PLGMamba: A New AI Model for Sharper Hyperspectral Imaging
A newly developed artificial intelligence model, PLGMamba, is setting a new standard for hyperspectral image super-resolution, promising clearer and more detailed views of the world from space.
Researchers from Sun Yat-sen University, Guangdong Polytechnic Normal University, and the University of Extremadura have reported the model in the Journal of Remote Sensing (DOI: 10.34133/remotesensing.1027).
Bridging the Gap in Image Reconstruction
PLGMamba reconstructs high-resolution hyperspectral images from low-resolution inputs without requiring any changes to imaging hardware. The model was designed to overcome key limitations in existing convolutional neural networks (CNNs) and Transformers by combining local spectral similarity with global feature modeling.
The architecture works by dividing the low-resolution image into spectral groups, reconstructing them gradually to exploit local correlations while also capturing broader dependencies. This approach effectively preserves both spatial detail and spectral fidelity.
The model’s core architecture is built on two main modules:
- Residual Attention Mamba (RatMamba): Handles local–global spectral–spatial feature extraction.
- Residual Mamba (ResMamba): Manages feature fusion.
Proven Performance on Key Benchmarks
PLGMamba outperformed classical, CNN-based, Transformer-based, and other Mamba-based methods across multiple benchmark datasets, including Chikusei, Houston, Pavia, and Gaofen-5 (GF-5) satellite data.
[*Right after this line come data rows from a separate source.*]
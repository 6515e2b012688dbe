use std::collections::HashMap;
use std::num::NonZeroUsize;
use std::str::FromStr;

use serde::Deserialize;
use serde_yaml::Value;

use crate::statement::StatementError;

/// Failure to bring a source or destination into a usable state.
#[derive(Debug, thiserror::Error)]
pub enum InitError {
    #[error("missing parameter `{0}`")]
    MissingParam(String),
    #[error("parameter `{key}` must be {expected}")]
    InvalidParam { key: String, expected: &'static str },
    #[error("environment variable {0} is not set")]
    MissingEnv(String),
    #[error(transparent)]
    Statement(#[from] StatementError),
    #[error(transparent)]
    Client(#[from] databridge_utils::error::Error),
}

/// Plugin-specific keys of a `source` or `destination` section.
#[derive(Debug, Clone, Default, Deserialize)]
#[serde(transparent)]
pub struct PluginParams(HashMap<String, Value>);

impl PluginParams {
    pub fn new() -> Self {
        Self::default()
    }

    pub fn with(mut self, key: impl Into<String>, value: impl Into<Value>) -> Self {
        self.0.insert(key.into(), value.into());
        self
    }

    pub fn get(&self, key: &str) -> Option<&Value> {
        self.0.get(key)
    }

    pub fn required_str(&self, key: &str) -> Result<&str, InitError> {
        self.optional_str(key)?.ok_or_else(|| InitError::MissingParam(key.to_string()))
    }

    pub fn optional_str(&self, key: &str) -> Result<Option<&str>, InitError> {
        match self.0.get(key) {
            None | Some(Value::Null) => Ok(None),
            Some(value) => value.as_str().map(Some).ok_or_else(|| invalid(key, "a string")),
        }
    }

    pub fn optional_bool(&self, key: &str) -> Result<Option<bool>, InitError> {
        match self.0.get(key) {
            None | Some(Value::Null) => Ok(None),
            Some(value) => value.as_bool().map(Some).ok_or_else(|| invalid(key, "a boolean")),
        }
    }

    pub fn optional_positive(&self, key: &str) -> Result<Option<NonZeroUsize>, InitError> {
        match self.0.get(key) {
            None | Some(Value::Null) => Ok(None),
            Some(value) => value
                .as_u64()
                .and_then(|n| usize::try_from(n).ok())
                .and_then(NonZeroUsize::new)
                .map(Some)
                .ok_or_else(|| invalid(key, "a positive integer")),
        }
    }

    /// String parameter parsed through `FromStr`.
    pub fn optional_parsed<T: FromStr>(&self, key: &str, expected: &'static str) -> Result<Option<T>, InitError> {
        self.optional_str(key)?
            .map(|s| s.parse::<T>().map_err(|_| invalid(key, expected)))
            .transpose()
    }
}

fn invalid(key: &str, expected: &'static str) -> InitError {
    InitError::InvalidParam { key: key.to_string(), expected }
}

/// Read a secret from the environment as part of plugin initialization.
pub fn env_secret(name: &str) -> Result<String, InitError> {
    databridge_utils::required_env(name).map_err(|_| InitError::MissingEnv(name.to_string()))
}
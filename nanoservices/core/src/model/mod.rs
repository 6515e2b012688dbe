//! The typed schema model shared by every source and destination in a run.
//!
//! A [`Model`] is loaded once from the `model` section of the configuration
//! and is read-only afterwards; callers share it behind an `Arc`.

use std::collections::HashMap;
use std::fmt;
use std::str::FromStr;

use chrono::format::{Item, StrftimeItems};
use chrono_tz::Tz;
use serde_yaml::Value;

pub mod value;

pub use value::{RawRecord, TypedRecord, TypedValue};

pub const DEFAULT_TIMEZONE: Tz = chrono_tz::Europe::Berlin;
pub const DEFAULT_DATETIME_FORMAT: &str = "%d.%m.%Y %H:%M:%S";

#[derive(Debug, thiserror::Error, PartialEq)]
pub enum SchemaError {
    #[error("model has no `columns` sequence")]
    MissingColumns,
    #[error("column #{position} is not a mapping")]
    InvalidColumn { position: usize },
    #[error("column #{position} has no string `name`")]
    InvalidColumnName { position: usize },
    #[error("column #{position} has invalid type {found:?}")]
    InvalidColumnType { position: usize, found: String },
    #[error("model has no `unique_key` sequence of strings")]
    MissingUniqueKey,
    #[error("unique key {0:?} is not a model column")]
    UnknownUniqueKey(String),
    #[error("unknown timezone {0:?}")]
    InvalidTimezone(String),
    #[error("invalid datetime format {0:?}")]
    InvalidDatetimeFormat(String),
}

#[derive(Debug, Clone, Copy, PartialEq, Eq, Hash)]
pub enum ColumnType {
    String,
    BigInt,
    Float,
    Int,
    DateTime,
    DateTimeNullable,
}

impl ColumnType {
    pub const ALL: [ColumnType; 6] = [
        ColumnType::String,
        ColumnType::BigInt,
        ColumnType::Float,
        ColumnType::Int,
        ColumnType::DateTime,
        ColumnType::DateTimeNullable,
    ];

    /// Canonical configuration spelling.
    pub fn as_str(&self) -> &'static str {
        match self {
            ColumnType::String => "string",
            ColumnType::BigInt => "bigint",
            ColumnType::Float => "float",
            ColumnType::Int => "int",
            ColumnType::DateTime => "datetime",
            ColumnType::DateTimeNullable => "datetime_nullable",
        }
    }
}

impl fmt::Display for ColumnType {
    fn fmt(&self, f: &mut fmt::Formatter<'_>) -> fmt::Result {
        f.write_str(self.as_str())
    }
}

impl FromStr for ColumnType {
    type Err = String;

    fn from_str(s: &str) -> Result<Self, Self::Err> {
        ColumnType::ALL
            .into_iter()
            .find(|t| t.as_str() == s)
            .ok_or_else(|| s.to_string())
    }
}

#[derive(Debug, Clone, PartialEq)]
pub struct Column {
    pub name: String,
    pub column_type: ColumnType,
}

impl Column {
    pub fn new(name: impl Into<String>, column_type: ColumnType) -> Self {
        Self { name: name.into(), column_type }
    }
}

#[derive(Debug, Clone, PartialEq)]
pub struct Model {
    columns: Vec<Column>,
    unique_keys: Vec<String>,
    timezone: Tz,
    datetime_format: String,
}

impl Model {
    pub fn new(columns: Vec<Column>, unique_keys: Vec<String>) -> Self {
        Self {
            columns,
            unique_keys,
            timezone: DEFAULT_TIMEZONE,
            datetime_format: DEFAULT_DATETIME_FORMAT.to_string(),
        }
    }

    pub fn with_timezone(mut self, timezone: Tz) -> Self {
        self.timezone = timezone;
        self
    }

    pub fn with_datetime_format(mut self, format: impl Into<String>) -> Self {
        self.datetime_format = format.into();
        self
    }

    /// Build a model from the raw `model` configuration fragment.
    pub fn load(raw: &HashMap<String, Value>) -> Result<Self, SchemaError> {
        let entries = raw
            .get("columns")
            .and_then(Value::as_sequence)
            .ok_or(SchemaError::MissingColumns)?;

        let mut columns = Vec::with_capacity(entries.len());
        for (position, entry) in entries.iter().enumerate() {
            if !entry.is_mapping() {
                return Err(SchemaError::InvalidColumn { position });
            }
            let name = entry
                .get("name")
                .and_then(Value::as_str)
                .ok_or(SchemaError::InvalidColumnName { position })?;
            let type_name = entry.get("type").and_then(Value::as_str).ok_or_else(|| {
                SchemaError::InvalidColumnType { position, found: format!("{:?}", entry.get("type")) }
            })?;
            let column_type = type_name
                .parse::<ColumnType>()
                .map_err(|found| SchemaError::InvalidColumnType { position, found })?;
            columns.push(Column::new(name, column_type));
        }

        let unique_keys = raw
            .get("unique_key")
            .and_then(Value::as_sequence)
            .ok_or(SchemaError::MissingUniqueKey)?
            .iter()
            .map(|key| key.as_str().map(str::to_string).ok_or(SchemaError::MissingUniqueKey))
            .collect::<Result<Vec<_>, _>>()?;

        // A column-less model is accepted as-is; key membership only means
        // something once there are columns to check against.
        if !columns.is_empty() {
            if let Some(unknown) = unique_keys.iter().find(|k| !columns.iter().any(|c| &c.name == *k)) {
                return Err(SchemaError::UnknownUniqueKey(unknown.clone()));
            }
        }

        let mut model = Model::new(columns, unique_keys);

        if let Some(zone) = raw.get("timezone").and_then(Value::as_str) {
            model.timezone = zone
                .parse::<Tz>()
                .map_err(|_| SchemaError::InvalidTimezone(zone.to_string()))?;
        }
        if let Some(format) = raw.get("datetime_format").and_then(Value::as_str) {
            if StrftimeItems::new(format).any(|item| matches!(item, Item::Error)) {
                return Err(SchemaError::InvalidDatetimeFormat(format.to_string()));
            }
            model.datetime_format = format.to_string();
        }

        Ok(model)
    }

    pub fn columns(&self) -> &[Column] {
        &self.columns
    }

    pub fn unique_keys(&self) -> &[String] {
        &self.unique_keys
    }

    pub fn is_empty(&self) -> bool {
        self.columns.is_empty()
    }

    pub fn is_key(&self, column: &str) -> bool {
        self.unique_keys.iter().any(|k| k == column)
    }

    pub fn position(&self, column: &str) -> Option<usize> {
        self.columns.iter().position(|c| c.name == column)
    }

    pub fn timezone(&self) -> Tz {
        self.timezone
    }

    pub fn datetime_format(&self) -> &str {
        &self.datetime_format
    }
}
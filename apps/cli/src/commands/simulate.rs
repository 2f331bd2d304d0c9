//! 无硬件的完整实验
//!
//! 使用 mock 机器人和合成悬滴相机，按实验配置执行：可选的梯度稀释 → 逐孔测量 → 结果表。

use super::{SyntheticArgs, install_ctrlc, load_experiment};
use anyhow::{Context, Result, anyhow};
use clap::Args;
use pendant_sdk::hal::mock::MockRobot;
use pendant_sdk::prelude::*;
use std::path::PathBuf;
use std::str::FromStr;
use std::sync::Arc;
use std::sync::atomic::Ordering;

/// 梯度稀释参数：`<row>:<solution>:<steps>:<well_volume_ul>`
#[derive(Debug, Clone, PartialEq)]
pub struct DilutionArg {
    pub row_id: String,
    pub solution: String,
    pub n_steps: usize,
    pub well_volume_ul: f64,
}

impl FromStr for DilutionArg {
    type Err = String;

    fn from_str(s: &str) -> Result<Self, Self::Err> {
        let parts: Vec<&str> = s.split(':').collect();
        let [row_id, solution, n_steps, well_volume_ul] = parts.as_slice() else {
            return Err(format!(
                "expected <row>:<solution>:<steps>:<volume>, got '{s}'"
            ));
        };
        let n_steps = n_steps
            .parse::<usize>()
            .map_err(|e| format!("invalid step count '{n_steps}': {e}"))?;
        let well_volume_ul = well_volume_ul
            .parse::<f64>()
            .map_err(|e| format!("invalid volume '{well_volume_ul}': {e}"))?;
        Ok(Self {
            row_id: row_id.to_string(),
            solution: solution.to_string(),
            n_steps,
            well_volume_ul,
        })
    }
}

impl DilutionArg {
    fn plan(&self) -> DilutionPlan {
        DilutionPlan::new(
            self.row_id.clone(),
            self.solution.clone(),
            self.n_steps,
            self.well_volume_ul,
        )
    }
}

/// 模拟命令参数
#[derive(Args, Debug)]
pub struct SimulateCommand {
    /// 实验配置文件（TOML）
    #[arg(short, long)]
    pub config: PathBuf,

    /// 先做梯度稀释，例如 `2A:SDS:6:100`；稀释出的孔依次测量
    #[arg(long)]
    pub dilute: Option<DilutionArg>,

    /// 额外测量的孔，例如 `3A1,3A2`
    #[arg(short, long, value_delimiter = ',')]
    pub wells: Vec<WellId>,

    /// 固定液滴体积（µL）；不指定时按已有结果建议
    #[arg(long)]
    pub drop_volume: Option<f64>,

    /// 保存标注帧
    #[arg(long)]
    pub save_frames: bool,

    #[command(flatten)]
    pub synthetic: SyntheticArgs,
}

impl SimulateCommand {
    pub fn execute(&self) -> Result<()> {
        let running = install_ctrlc()?;
        let config = load_experiment(&self.config)?;
        let layout = Layout::load(&config.layout)
            .with_context(|| format!("failed to load {}", config.layout.display()))?;
        let mut inventory = Inventory::from_layout(&layout)?;
        let robot = Arc::new(MockRobot::new());

        println!("🧪 实验: {}", config.name);
        let mut wells = Vec::new();
        if let Some(dilution) = &self.dilute {
            let mount = config
                .dilution_pipette
                .clone()
                .unwrap_or_else(PipetteMount::right_p1000);
            let mut pipette = build_pipette(&mut inventory, robot.clone(), &mount)?
                .with_settings(config.pipette.clone());
            println!(
                "💧 梯度稀释 {} → {} x {}",
                dilution.solution, dilution.row_id, dilution.n_steps
            );
            wells = pipette.serial_dilution(&mut inventory, &dilution.plan())?;
        }
        wells.extend(self.wells.iter().cloned());
        if wells.is_empty() {
            anyhow::bail!("nothing to measure: pass --dilute or --wells");
        }

        let pipette = build_pipette(&mut inventory, robot.clone(), &config.drop_pipette)?
            .with_settings(config.pipette.clone());
        let analyzer = Arc::new(DropShapeAnalyzer::new(config.analyzer.clone())?);
        let mut camera = PendantDropCamera::new(self.synthetic.camera(), analyzer)
            .with_config(config.pipeline.clone());
        if self.save_frames {
            camera = camera.with_sink(Arc::new(frame_sink(&config)));
        }
        let mut manager = DropletManager::new(robot.clone(), pipette, camera, config.droplet.clone());
        let mut run = WellMeasurementRun::from_config(&config);

        for well in &wells {
            if !running.load(Ordering::SeqCst) {
                println!("⏹ 已中断，跳过剩余的孔");
                break;
            }
            let mut request = WellRequest::new(well.clone(), config.flow_rate_ul_s);
            if let Some(volume) = self.drop_volume {
                request = request.with_drop_volume(volume);
            }
            match run.measure_well(&mut manager, &mut inventory, &request) {
                Ok(Some(record)) => println!(
                    "✅ {} {} {}: γ = {:.2} mN/m（{:.2} uL，第 {} 滴）",
                    record.well_id,
                    record.solution,
                    record.concentration,
                    record.surface_tension_eq,
                    record.drop_volume_ul,
                    record.drop_count
                ),
                Ok(None) => println!("⚠️ {well}: 没有有效读数"),
                Err(e) => println!("❌ {well}: {e}"),
            }
        }

        if let Some(path) = run.save_results()? {
            println!("💾 结果已保存: {}", path.display());
        }
        println!("🤖 机器人命令 {} 条", robot.commands().len());
        Ok(())
    }
}

/// 快照与时间序列存放在同一个孔目录下：`<output_dir>/data/<well>/`
fn frame_sink(config: &ExperimentConfig) -> DirectorySink {
    DirectorySink::new(config.data_dir())
}

fn build_pipette(
    inventory: &mut Inventory,
    robot: Arc<MockRobot>,
    mount: &PipetteMount,
) -> Result<Pipette> {
    let tips = inventory
        .take_tip_rack(&mount.mount)
        .ok_or_else(|| anyhow!("no tip rack assigned to mount '{}'", mount.mount))?;
    Ok(Pipette::new(
        robot,
        mount.mount.clone(),
        mount.pipette_id.clone(),
        mount.model,
        tips,
    ))
}
//! 像素尺寸标定

use super::{AnalyzerArgs, load_image};
use anyhow::Result;
use clap::Args;
use std::path::PathBuf;

/// 标定命令参数
#[derive(Args, Debug)]
pub struct CalibrateCommand {
    /// 带针头的图像
    pub image: PathBuf,

    /// 针头外径（mm）
    #[arg(short, long)]
    pub needle_diameter: f64,

    #[command(flatten)]
    pub analyzer: AnalyzerArgs,
}

impl CalibrateCommand {
    pub fn execute(&self) -> Result<()> {
        let analyzer = self.analyzer.analyzer()?;
        let image = load_image(&self.image)?;
        let scale = analyzer.calibrate_scale(&image, self.needle_diameter)?;

        println!("📏 针头外径: {} mm", self.needle_diameter);
        println!("  像素尺寸: {scale:.6} mm/px");
        println!();
        println!("[analyzer]");
        println!("scale_mm_per_px = {scale:.6}");
        Ok(())
    }
}
//! # Pendant Control
//!
//! 悬滴测量的控制流程：
//!
//! - [`DropletManager`]: 形成液滴、采集、监测有效性，失败时回收并以更小体积重试
//! - [`WellMeasurementRun`]: 逐孔测量、计算平衡表面张力并记录结果
//! - [`ExperimentConfig`]: 实验配置（TOML）
//!
//! 硬件故障和液滴无效只会让单次尝试失败，不会向上传播。

mod config;
mod error;
mod manager;
mod run;

pub use config::{DropletConfig, ExperimentConfig, PipetteMount};
pub use error::ControlError;
pub use manager::{DropletManager, DropletState, MeasurementOutcome, MeasurementStatus};
pub use run::{SERIES_FILE_NAME, WellMeasurementRun, WellRequest};
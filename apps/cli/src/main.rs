//! # Pendant CLI
//!
//! 悬滴表面张力测量的命令行工具。
//!
//! ```bash
//! # 分析单张图像
//! pendant-cli analyze drop.png --scale 0.0105 --annotated out.png
//!
//! # 由针头外径标定像素尺寸
//! pendant-cli calibrate needle.png --needle-diameter 0.51
//!
//! # 检查甲板布局
//! pendant-cli layout layout.toml
//!
//! # 无硬件的完整实验（mock 机器人 + 合成悬滴）
//! pendant-cli simulate --config experiment.toml --dilute 2A:SDS:6:100
//!
//! # 查看时间序列
//! pendant-cli stats out/data/2A1/dynamic_surface_tension.csv
//! ```

use anyhow::Result;
use clap::{Parser, Subcommand};

mod commands;

use commands::{
    AnalyzeCommand, CalibrateCommand, LayoutCommand, SimulateCommand, StatsCommand, StreamCommand,
};

/// Pendant CLI - 悬滴表面张力测量命令行工具
#[derive(Parser, Debug)]
#[command(name = "pendant-cli")]
#[command(about = "Command-line interface for automated pendant-drop tensiometry", long_about = None)]
#[command(version)]
struct Cli {
    #[command(subcommand)]
    command: Commands,
}

#[derive(Subcommand, Debug)]
enum Commands {
    /// 分析一张悬滴图像
    Analyze {
        #[command(flatten)]
        args: AnalyzeCommand,
    },

    /// 标定像素尺寸
    Calibrate {
        #[command(flatten)]
        args: CalibrateCommand,
    },

    /// 检查甲板布局文件
    Layout {
        #[command(flatten)]
        args: LayoutCommand,
    },

    /// 模拟完整实验
    Simulate {
        #[command(flatten)]
        args: SimulateCommand,
    },

    /// 运行相机流水线并导出快照
    Stream {
        #[command(flatten)]
        args: StreamCommand,
    },

    /// 时间序列统计
    Stats {
        #[command(flatten)]
        args: StatsCommand,
    },
}

fn main() -> Result<()> {
    pendant_sdk::init_logger_with("pendant_cli=info,pendant_control=info,warn");

    let cli = Cli::parse();

    match cli.command {
        Commands::Analyze { args } => args.execute(),
        Commands::Calibrate { args } => args.execute(),
        Commands::Layout { args } => args.execute(),
        Commands::Simulate { args } => args.execute(),
        Commands::Stream { args } => args.execute(),
        Commands::Stats { args } => args.execute(),
    }
}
Key performance results include:
- Chikusei scene (x2 scale): PSNR 44.058, SAM 1.3404, ERGAS 10.069
- Houston scene (x4 scale): PSNR 39.804, SAM 2.9186, ERGAS 11.015
- GF-5 satellite imagery: QNR 0.9620, D_s 0.0167, D_l 0.0217
The model achieved its best performance when using 10 spectral groups during transfer to a new scenario, indicating a robust balance between local detail and global context.
Methodology and Training
PLGMamba’s loss function jointly optimizes three key objectives: spectral–spatial fidelity, spectral similarity, and spatial fidelity.
The model was trained in PyTorch using the Adam optimizer for 200 epochs with a minibatch size of 12 on an NVIDIA RTX 3060 GPU.
Looking Ahead
The authors indicate that future work will focus on two key areas: improving performance at the x8 scale factor and enabling terminal deployment for lightweight, practical applications of hyperspectral image super-resolution.